Rescues during WWII were just Curtis doing his job
Published 10:00 am Monday, November 7, 2016
By Royce Swayze
The Vicksburg Post
In the early hours of June 6, 1944, the sky was littered with bombers traveling toward France.
“Our job was to rescue people from the Ducks,” said Bill Curtis, referring to the six-wheel-drive truck that doubled as a boat. At daybreak, his ship, the United States Coast Guard 2, was ordered to follow two rocket boats and Duck boats. In case those transports were struck, Curtis and his crew could help save sailors from the water.
From the ship, Curtis watched Allied troops storm the bloody beaches of Normandy. As a Duck with 12 people on board headed for shore, a German artillery shell ripped through the hull. Eleven of the men surfaced, but three were struggling in the waves.
Without hesitation, Curtis dove in the water, pulled the three men out, and administered artificial respiration. He saved them, but don’t call him a hero.
“We were just doing our job,” he insists.
In his long life, Curtis has been a community leader in Vicksburg. He has served in several different roles as a civil engineer with the U.S. Army Corps of Engineers, a Boy Scout leader, and a long-time Meals on Wheels volunteer. Just this year, though, he lost his wife of 60-plus years, as well as two brothers, who also served in World War II.
But that, as Curtis notes, was a long time ago.
In recent years as more have died, many WWII veterans have opted to speak about their war experiences after long silences.
“You’ll hear the military side of the story,” says Curtis’s daughter Leigh Cook, “But to hear the personal stories, those are going to be lost.”
Curtis’ children learned of their father’s story just a few years ago when the World War II Museum in New Orleans interviewed him for a film project.
Beth Maggio, another daughter, said, “we felt like he didn’t want to talk about it.”
“You put it behind you,” says Curtis. “You pay no attention to it, and you don’t live by it.”
Now at age 95, Curtis recalls his war experience once more from his Vicksburg home, with Maggio, Cook and son Mike, who help him out with some of the details.
As he talks, the sun washes the living room with light, but Curtis’ eyes are stormy. He removes his glasses, wipes his brow, and begins to recount what happened all those years ago.
Growing up in a family of seven on a cattle farm outside Hazlehurst, Curtis studied engineering for two years at Copiah-Lincoln Junior College before enlisting in 1942 at age 21. At first, he wanted to join the Navy, but the line at the recruiting station in Jackson stretched for two blocks with men waiting to sign up.

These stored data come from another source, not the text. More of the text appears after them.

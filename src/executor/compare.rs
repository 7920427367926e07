//! Two-dataset compare engine
//!
//! A nested loop: for every compare-side row the source reader is rewound
//! to its first data line and scanned in full, so the cost is
//! O(source rows x compare rows). There is no index.
//!
//! For each (source, compare) pair:
//! 1. Key test: every key field holds the same text on both sides. Pairs
//!    are kept when the outcome equals `require_match`.
//! 2. Clauses: each field is read from the source row when the source has
//!    it, else from the compare row; all clauses must hold.
//! 3. Projection: select fields resolve the same way, source first.
//!
//! Output is compare-row-major and uses the source dataset's dialect.

use std::path::Path;

use crate::codec::Row;
use crate::dataset::Dataset;
use crate::observability::{Event, ObservationScope};
use crate::query::{Clause, Combinator, QueryError};

use super::errors::ExecutorResult;
use super::executor::{log_rejection, normalize_fields};
use super::filters::RowFilter;
use super::options::ExecutionOptions;
use super::result::ExecutionResult;
use super::sink::BatchWriter;

/// Returns true if every key field holds the same value in both rows.
fn keys_match(source: &Row, compare: &Row, key_fields: &[String]) -> bool {
    key_fields
        .iter()
        .all(|field| source.get(field) == compare.get(field))
}

/// Merges a pair into one row; source values win on shared names.
///
/// `compare_only` flags, per compare column, the names the source header
/// lacks. Both rows hold their fields in header order.
fn join_rows(source: &Row, compare: &Row, compare_only: &[bool]) -> Row {
    let mut joined = Row::with_capacity(source.len() + compare.len());
    for (name, value) in source.iter() {
        joined.push(name, value);
    }
    for ((name, value), _) in compare.iter().zip(compare_only).filter(|(_, only)| **only) {
        joined.push(name, value);
    }
    joined
}

/// Cross-references a source dataset with a compare dataset
pub struct CompareEngine<'a> {
    source: &'a Dataset,
    compare: &'a Dataset,
    options: ExecutionOptions,
}

impl<'a> CompareEngine<'a> {
    pub fn new(source: &'a Dataset, compare: &'a Dataset) -> Self {
        Self::with_options(source, compare, ExecutionOptions::default())
    }

    pub fn with_options(
        source: &'a Dataset,
        compare: &'a Dataset,
        options: ExecutionOptions,
    ) -> Self {
        Self {
            source,
            compare,
            options,
        }
    }

    /// Writes the `select` projection of every qualifying pair to `output`.
    ///
    /// The output is always truncated. A header line is written only when
    /// `compare_header` is set in the options.
    ///
    /// # Errors
    ///
    /// - `DATATOOL_EMPTY_SELECTION` if `select` is empty
    /// - `DATATOOL_FIELD_HEADER` if a key field is missing from either
    ///   dataset, or a clause or select field is in neither
    /// - `DATATOOL_UNKNOWN_CONDITION` / `DATATOOL_CONDITION_TYPE` as for queries
    /// - `DATATOOL_DECODE_FAILED` on a malformed line in either dataset
    pub fn compare(
        &self,
        key_fields: &[String],
        require_match: bool,
        clauses: &[Clause],
        select: &[String],
        output: impl AsRef<Path>,
    ) -> ExecutorResult<ExecutionResult> {
        let output = output.as_ref();

        let (key_fields, select, mut filter) = match self.prepare(key_fields, clauses, select) {
            Ok(prepared) => prepared,
            Err(e) => {
                log_rejection(Event::CompareRejected, &e);
                return Err(e);
            }
        };

        let source_path = self.source.path().display().to_string();
        let compare_path = self.compare.path().display().to_string();
        let output_path = output.display().to_string();
        let scope = ObservationScope::with_fields(
            "COMPARE",
            &[
                ("source", source_path.as_str()),
                ("compare", compare_path.as_str()),
                ("output", output_path.as_str()),
                ("require_match", if require_match { "true" } else { "false" }),
            ],
        );

        match self.scan(&key_fields, require_match, &select, &mut filter, output) {
            Ok(matched) => {
                let records = matched.to_string();
                scope.complete_with_fields(&[("records", records.as_str())]);
                Ok(ExecutionResult::new(output, matched))
            }
            Err(e) => {
                if e.as_query().is_some() {
                    log_rejection(Event::CompareRejected, &e);
                }
                scope.fail(&e.to_string());
                Err(e)
            }
        }
    }

    /// Header names of both datasets, source first, without duplicates.
    fn known_fields(&self) -> Vec<&str> {
        let mut known: Vec<&str> = self.source.header().names().iter().map(String::as_str).collect();
        for name in self.compare.header().names() {
            if !self.source.header().contains(name) {
                known.push(name);
            }
        }
        known
    }

    fn prepare(
        &self,
        key_fields: &[String],
        clauses: &[Clause],
        select: &[String],
    ) -> ExecutorResult<(Vec<String>, Vec<String>, RowFilter)> {
        self.options.validate()?;

        let select = normalize_fields(select);
        if select.is_empty() {
            return Err(QueryError::empty_selection().into());
        }

        let key_fields = normalize_fields(key_fields);
        for dataset in [self.source, self.compare] {
            let missing = dataset.header().missing(&key_fields);
            if !missing.is_empty() {
                return Err(QueryError::field_header(missing, dataset.header().names()).into());
            }
        }

        let clause_fields: Vec<String> = clauses.iter().map(|c| c.field.trim().to_string()).collect();
        for fields in [&clause_fields, &select] {
            let missing: Vec<&str> = fields
                .iter()
                .filter(|f| !self.source.header().contains(f) && !self.compare.header().contains(f))
                .map(String::as_str)
                .collect();
            if !missing.is_empty() {
                return Err(QueryError::field_header(missing, self.known_fields()).into());
            }
        }

        let filter = RowFilter::prepare(clauses, Combinator::All, self.options.validation)?;
        Ok((key_fields, select, filter))
    }

    fn scan(
        &self,
        key_fields: &[String],
        require_match: bool,
        select: &[String],
        filter: &mut RowFilter,
        output: &Path,
    ) -> ExecutorResult<u64> {
        let compare_only: Vec<bool> = self
            .compare
            .header()
            .names()
            .iter()
            .map(|name| !self.source.header().contains(name))
            .collect();

        let mut source_reader = self.source.reader()?;
        let mut compare_reader = self.compare.reader()?;
        let mut writer = BatchWriter::create(
            output,
            *self.source.dialect(),
            self.options.flush_threshold,
            false,
        )?;
        if self.options.compare_header {
            writer.write_header(select)?;
        }

        while let Some(compare_row) = compare_reader.next_row()? {
            source_reader.rewind()?;
            while let Some(source_row) = source_reader.next_row()? {
                if keys_match(&source_row, &compare_row, key_fields) != require_match {
                    continue;
                }

                let joined = join_rows(&source_row, &compare_row, &compare_only);
                if filter.matches(&joined)? {
                    writer.push_row(&joined.project(select))?;
                }
            }
        }

        writer.finish()
    }
}

#[cfg(test)]
mod tests {
    use super::*;
    use crate::codec::Dialect;
    use crate::query::QueryErrorCode;
    use std::fs;
    use tempfile::TempDir;

    const SOURCE: &str = "email, location, colour\n\
        tony@stark.com, malibu, gold\n\
        hulk@stark.com, malibu, green\n\
        s.rodgers@avengers.com, new york, blue\n\
        thor@asgard.com, asgard, red\n";

    const COMPARE: &str = "email\t occupation\t location\t weapon\t iq level\n\
        tony@stark.com\t hero\t malibu\t suit\t high\n\
        hulk@stark.com\t hero\t malibu\t fists\t high\n\
        s.rodgers@avengers.com\t new york\t hero\t sheild\t medium\n\
        thor@asgard.com\t hero\t asgard\t hammer\t low\n\
        loki@asgard.com\t anti-hero\t asgard\t mind powers\t high";

    fn fields(names: &[&str]) -> Vec<String> {
        names.iter().map(|s| s.to_string()).collect()
    }

    fn datasets(tmp: &TempDir) -> (Dataset, Dataset) {
        let source = tmp.path().join("source.csv");
        let compare = tmp.path().join("compare.tsv");
        fs::write(&source, SOURCE).unwrap();
        fs::write(&compare, COMPARE).unwrap();
        (
            Dataset::open_csv(&source).unwrap(),
            Dataset::open(&compare, Dialect::tsv()).unwrap(),
        )
    }

    #[test]
    fn test_keys_match() {
        let a: Row = vec![("email".to_string(), "x".to_string())].into_iter().collect();
        let b: Row = vec![("email".to_string(), "x".to_string())].into_iter().collect();
        let c: Row = vec![("email".to_string(), "y".to_string())].into_iter().collect();
        let keys = fields(&["email"]);
        assert!(keys_match(&a, &b, &keys));
        assert!(!keys_match(&a, &c, &keys));
        assert!(keys_match(&a, &c, &[]));
    }

    #[test]
    fn test_join_prefers_source() {
        let source: Row = vec![("location".to_string(), "malibu".to_string())].into_iter().collect();
        let compare: Row = vec![
            ("location".to_string(), "hero".to_string()),
            ("weapon".to_string(), "suit".to_string()),
        ]
        .into_iter()
        .collect();

        let joined = join_rows(&source, &compare, &[false, true]);
        assert_eq!(joined.len(), 2);
        assert_eq!(joined.get("location"), Some("malibu"));
        assert_eq!(joined.get("weapon"), Some("suit"));
    }

    #[test]
    fn test_compare_matching_rows() {
        let tmp = TempDir::new().unwrap();
        let (source, compare) = datasets(&tmp);
        let output = tmp.path().join("out.csv");

        let result = CompareEngine::new(&source, &compare)
            .compare(
                &fields(&["email"]),
                true,
                &[Clause::contains("location", "malibu")],
                &fields(&["email", "weapon"]),
                &output,
            )
            .unwrap();

        assert_eq!(result.matched_records, 2);
        assert_eq!(
            fs::read_to_string(&output).unwrap(),
            "tony@stark.com,suit\nhulk@stark.com,fists\n"
        );
    }

    #[test]
    fn test_compare_non_matching_rows() {
        let tmp = TempDir::new().unwrap();
        let (source, compare) = datasets(&tmp);

        // loki has no source counterpart, so he pairs with all 4 source rows
        let result = CompareEngine::new(&source, &compare)
            .compare(
                &fields(&["email"]),
                false,
                &[Clause::equals("weapon", "mind powers")],
                &fields(&["email"]),
                tmp.path().join("out.csv"),
            )
            .unwrap();
        assert_eq!(result.matched_records, 4);
    }

    #[test]
    fn test_compare_header_option() {
        let tmp = TempDir::new().unwrap();
        let (source, compare) = datasets(&tmp);
        let output = tmp.path().join("out.csv");

        CompareEngine::with_options(
            &source,
            &compare,
            ExecutionOptions::default().with_compare_header(true),
        )
        .compare(
            &fields(&["email"]),
            true,
            &[Clause::equals("colour", "gold")],
            &fields(&["email", "iq level"]),
            &output,
        )
        .unwrap();

        assert_eq!(
            fs::read_to_string(&output).unwrap(),
            "email,iq level\ntony@stark.com,high\n"
        );
    }

    #[test]
    fn test_key_field_missing_from_compare() {
        let tmp = TempDir::new().unwrap();
        let (source, compare) = datasets(&tmp);

        let err = CompareEngine::new(&source, &compare)
            .compare(
                &fields(&["colour"]),
                true,
                &[],
                &fields(&["email"]),
                tmp.path().join("out.csv"),
            )
            .unwrap_err();
        let query_err = err.as_query().unwrap();
        assert_eq!(query_err.code(), QueryErrorCode::FieldHeader);
        assert_eq!(query_err.fields(), &["colour".to_string()]);
    }

    #[test]
    fn test_select_field_in_neither() {
        let tmp = TempDir::new().unwrap();
        let (source, compare) = datasets(&tmp);

        let err = CompareEngine::new(&source, &compare)
            .compare(
                &fields(&["email"]),
                true,
                &[],
                &fields(&["email", "shield"]),
                tmp.path().join("out.csv"),
            )
            .unwrap_err();
        assert_eq!(err.code(), "DATATOOL_FIELD_HEADER");
    }
}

He didn’t have time to wait, so he decided to go back home and return the next day. But before he went back to Jackson, his girlfriend’s brother persuaded him to join the U.S. Coast Guard.
After boot camp in Maryland, Curtis was sent to visual signal school to become a signalman second class, even though he was color blind.
“I don’t know and none of those people know how I did it,” Curtis said, laughing.
From New York, Curtis traveled aboard a ship called the USCG 2. The USCG 2 was supposed to transport orders and officers from ship to ship. The work, though, was often dangerous.
One day, after transporting the commandant of the Coast Guard, Admiral Russell Waesche and two captains across the English Channel to France, a major asked the skipper of Curtis’ ship to go up and down a canal at full speed.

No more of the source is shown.